Correspondence: Y Takeuchi, Department of Immunology and Molecular Pathology, Windeyer Institute of Medical Sciences, University College London, 46 Cleveland Street, London W1T 4JF, UK

Received 16 July 2003; Accepted 8 September 2003; Published online 15 January 2004.

Abstract

We have recently described a novel, stable human immunodeficiency virus type 1 (HIV-1) vector packaging system, STAR. High-titre HIV-1 vectors bearing gammaretrovirus envelopes (Env) are continuously produced from STAR cells.
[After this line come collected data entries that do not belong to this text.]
//! Internationalization (i18n) module.
//!
//! Localized strings for CLI help and output. English is the default;
//! Japanese is available for the mailboxes this tool is usually pointed at.

use std::sync::OnceLock;

static CURRENT_LANG: OnceLock<Lang> = OnceLock::new();

/// Supported languages.
#[derive(Debug, Clone, Copy, PartialEq, Eq)]
pub enum Lang {
    /// English (default)
    En,
    /// Japanese
    Ja,
}

impl Lang {
    /// Parse a language code string (e.g. "en", "ja", "en_US", "ja_JP.UTF-8").
    /// Returns `None` for unrecognized codes.
    pub fn from_code(code: &str) -> Option<Self> {
        let normalized = code.to_lowercase();
        let prefix = normalized.split(['_', '-', '.']).next().unwrap_or("");
        match prefix {
            "en" => Some(Self::En),
            "ja" | "jp" => Some(Self::Ja),
            _ => None,
        }
    }

    /// Return the ISO 639-1 code for this language.
    pub fn code(self) -> &'static str {
        match self {
            Self::En => "en",
            Self::Ja => "ja",
        }
    }
}

/// Initialize the global language. Call once at startup.
/// If already initialized, this is a no-op.
pub fn set_lang(lang: Lang) {
    let _ = CURRENT_LANG.set(lang);
}

/// Get the currently configured language (defaults to English).
pub fn lang() -> Lang {
    CURRENT_LANG.get().copied().unwrap_or(Lang::En)
}

/// Detect language from `INVOICE_ARCHIVER_LANG`, then `LC_MESSAGES` / `LANG`.
pub fn detect_system_lang() -> Lang {
    std::env::var("INVOICE_ARCHIVER_LANG")
        .ok()
        .and_then(|v| Lang::from_code(&v))
        .or_else(|| {
            std::env::var("LC_MESSAGES")
                .ok()
                .and_then(|v| Lang::from_code(&v))
        })
        .or_else(|| std::env::var("LANG").ok().and_then(|v| Lang::from_code(&v)))
        .unwrap_or(Lang::En)
}

/// Macro for defining translatable message functions.
/// Each function returns a `&'static str` based on the current language.
macro_rules! msg {
    ($name:ident, $en:expr, $ja:expr) => {
        /// Returns a localized string for the current language.
        pub fn $name() -> &'static str {
            match lang() {
                Lang::En => $en,
                Lang::Ja => $ja,
            }
        }
    };
}

// ── General ──────────────────────────────────────────────────────

msg!(
    app_about,
    "Save invoice attachments from a mailbox into a storage folder and label the processed mail.",
    "メールボックスから請求書の添付ファイルを保存フォルダに保存し、処理済みラベルを付けます。"
);
msg!(
    app_long_about,
    "invoice-archiver searches a mailbox for messages matching the configured\nkeywords within the last N days, saves their attachments under names\nbuilt from a template ({date}, {subject}, {sender}, {original}),\nand marks each fully saved message with the processed label.",
    "invoice-archiver は、設定したキーワードに一致する過去 N 日間のメールを検索し、\n添付ファイルをテンプレート（{date}、{subject}、{sender}、{original}）で\n組み立てた名前で保存して、保存が完了したメールに処理済みラベルを付けます。"
);
msg!(
    app_after_help,
    "Start with `invoice-archiver presets basic --write`, then `invoice-archiver check`.",
    "まず `invoice-archiver presets basic --write` を実行し、次に `invoice-archiver check` で確認してください。"
);

// ── CLI help strings ─────────────────────────────────────────────

msg!(
    help_verbose,
    "Verbose logging (-v info, -vv debug, -vvv trace)",
    "詳細ログ (-v info, -vv debug, -vvv trace)"
);
msg!(
    help_lang,
    "Language (en, ja). Defaults to system locale",
    "表示言語 (en, ja)。既定はシステムのロケール"
);
msg!(
    help_config,
    "Config file (overrides $INVOICE_ARCHIVER_CONFIG)",
    "設定ファイル ($INVOICE_ARCHIVER_CONFIG より優先)"
);
msg!(
    help_cmd_run,
    "Search the mailbox and archive matching attachments",
    "メールボックスを検索し、一致した添付ファイルを保存する"
);
msg!(
    help_cmd_check,
    "Validate the configuration and show the effective settings",
    "設定を検証し、有効な設定を表示する"
);
msg!(
    help_cmd_query,
    "Print the mail search query built from the configuration",
    "設定から組み立てたメール検索クエリを表示する"
);
msg!(
    help_cmd_preview,
    "Render a filename with the configured format",
    "設定のフォーマットでファイル名を試しに生成する"
);
msg!(
    help_cmd_presets,
    "List example configurations, or print / write one",
    "設定例を一覧表示、または表示・書き出しする"
);
msg!(
    help_cmd_completions,
    "Generate shell completions",
    "シェル補完スクリプトを生成する"
);
msg!(help_cmd_manpage, "Generate a man page", "man ページを生成する");

// ── Run output ───────────────────────────────────────────────────

msg!(msg_scanning, "Scanning", "スキャン中");
msg!(msg_mailbox, "Mailbox", "メールボックス");
msg!(msg_location, "Saved to", "保存先");
msg!(msg_query, "Query", "検索クエリ");
msg!(msg_scanned, "Messages scanned", "走査したメール");
msg!(msg_in_window, "In date window", "期間内のメール");
msg!(msg_already_processed, "Already processed", "処理済み");
msg!(msg_matched, "Matched", "一致したメール");
msg!(msg_labeled, "Labeled", "ラベル付与");
msg!(msg_saved, "Attachments saved", "保存した添付ファイル");
msg!(msg_skipped, "Skipped (name taken)", "スキップ（同名あり）");
msg!(msg_resumed, "Stored by an earlier run", "前回までに保存済み");
msg!(msg_bytes_written, "Bytes written", "書き込みサイズ");
msg!(msg_failures, "Failures", "失敗");
msg!(msg_elapsed, "Elapsed", "所要時間");
msg!(
    msg_dry_run_notice,
    "Dry run: no files or labels were written.",
    "ドライラン: ファイルとラベルは書き込まれていません。"
);

// ── Check / presets output ───────────────────────────────────────

msg!(msg_config_file, "Config file", "設定ファイル");
msg!(msg_defaults, "(built-in defaults)", "（組み込みの既定値）");
msg!(msg_config_ok, "Configuration is valid.", "設定は有効です。");
msg!(msg_folder, "Folder id", "フォルダ ID");
msg!(msg_storage_root, "(storage root)", "（保存先のルート）");
msg!(msg_keywords, "Keywords", "キーワード");
msg!(msg_label, "Processed label", "処理済みラベル");
msg!(msg_days, "Search days", "検索日数");
msg!(msg_format, "File name format", "ファイル名フォーマット");
msg!(msg_warning, "warning", "警告");
msg!(msg_example, "e.g.", "例");
msg!(msg_preset_written, "Preset written to", "設定例を書き出しました:");
msg!(
    msg_preset_next_step,
    "Replace the folder id with a real one, then run `invoice-archiver check`.",
    "フォルダ ID を実際のものに置き換えてから `invoice-archiver check` を実行してください。"
);

// ── Errors ───────────────────────────────────────────────────────

msg!(err_file_not_found, "File not found", "ファイルが見つかりません");
msg!(
    err_no_mailbox,
    "No mailbox given; pass an MBOX path or set [mailbox].path in the config",
    "メールボックスが指定されていません。MBOX のパスを渡すか、設定の [mailbox].path を指定してください"
);
msg!(
    err_run_failures,
    "Some attachments could not be saved; their messages were left unlabeled",
    "一部の添付ファイルを保存できませんでした。該当メールにはラベルを付けていません"
);
msg!(
    err_config_exists,
    "Config file already exists (use --force to replace)",
    "設定ファイルが既に存在します（置き換えるには --force）"
);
Here we compare the properties of such vectors, with the amphotropic murine leukaemia virus (MLV-A) Env, a modified gibbon ape leukaemia virus (GALV) Env and two modified versions of the cat endogenous retrovirus RD114 Env, produced from STAR cells, to transiently produced HIV-1 vectors with vesicular stomatitis virus G protein (VSV-G). Our results indicate that gammaretrovirus pseudotypes from STAR cells are relatively stable at 37°C and are resistant to inactivation by freeze/thaw cycling or incubation with human sera. HIV-1(VSV-G) was, however, sensitive to freeze/thaw when harvested in serum-free media and was readily inactivated in human sera. Furthermore, the titre of 'gamma-retrovirus' pseudotypes, but not HIV-1(VSV-G), could be increased by the use of a combination of polybrene and spinoculation. All pseudotypes could be efficiently concentrated, but soluble gammaretrovirus Env could act as an inhibitor of infection.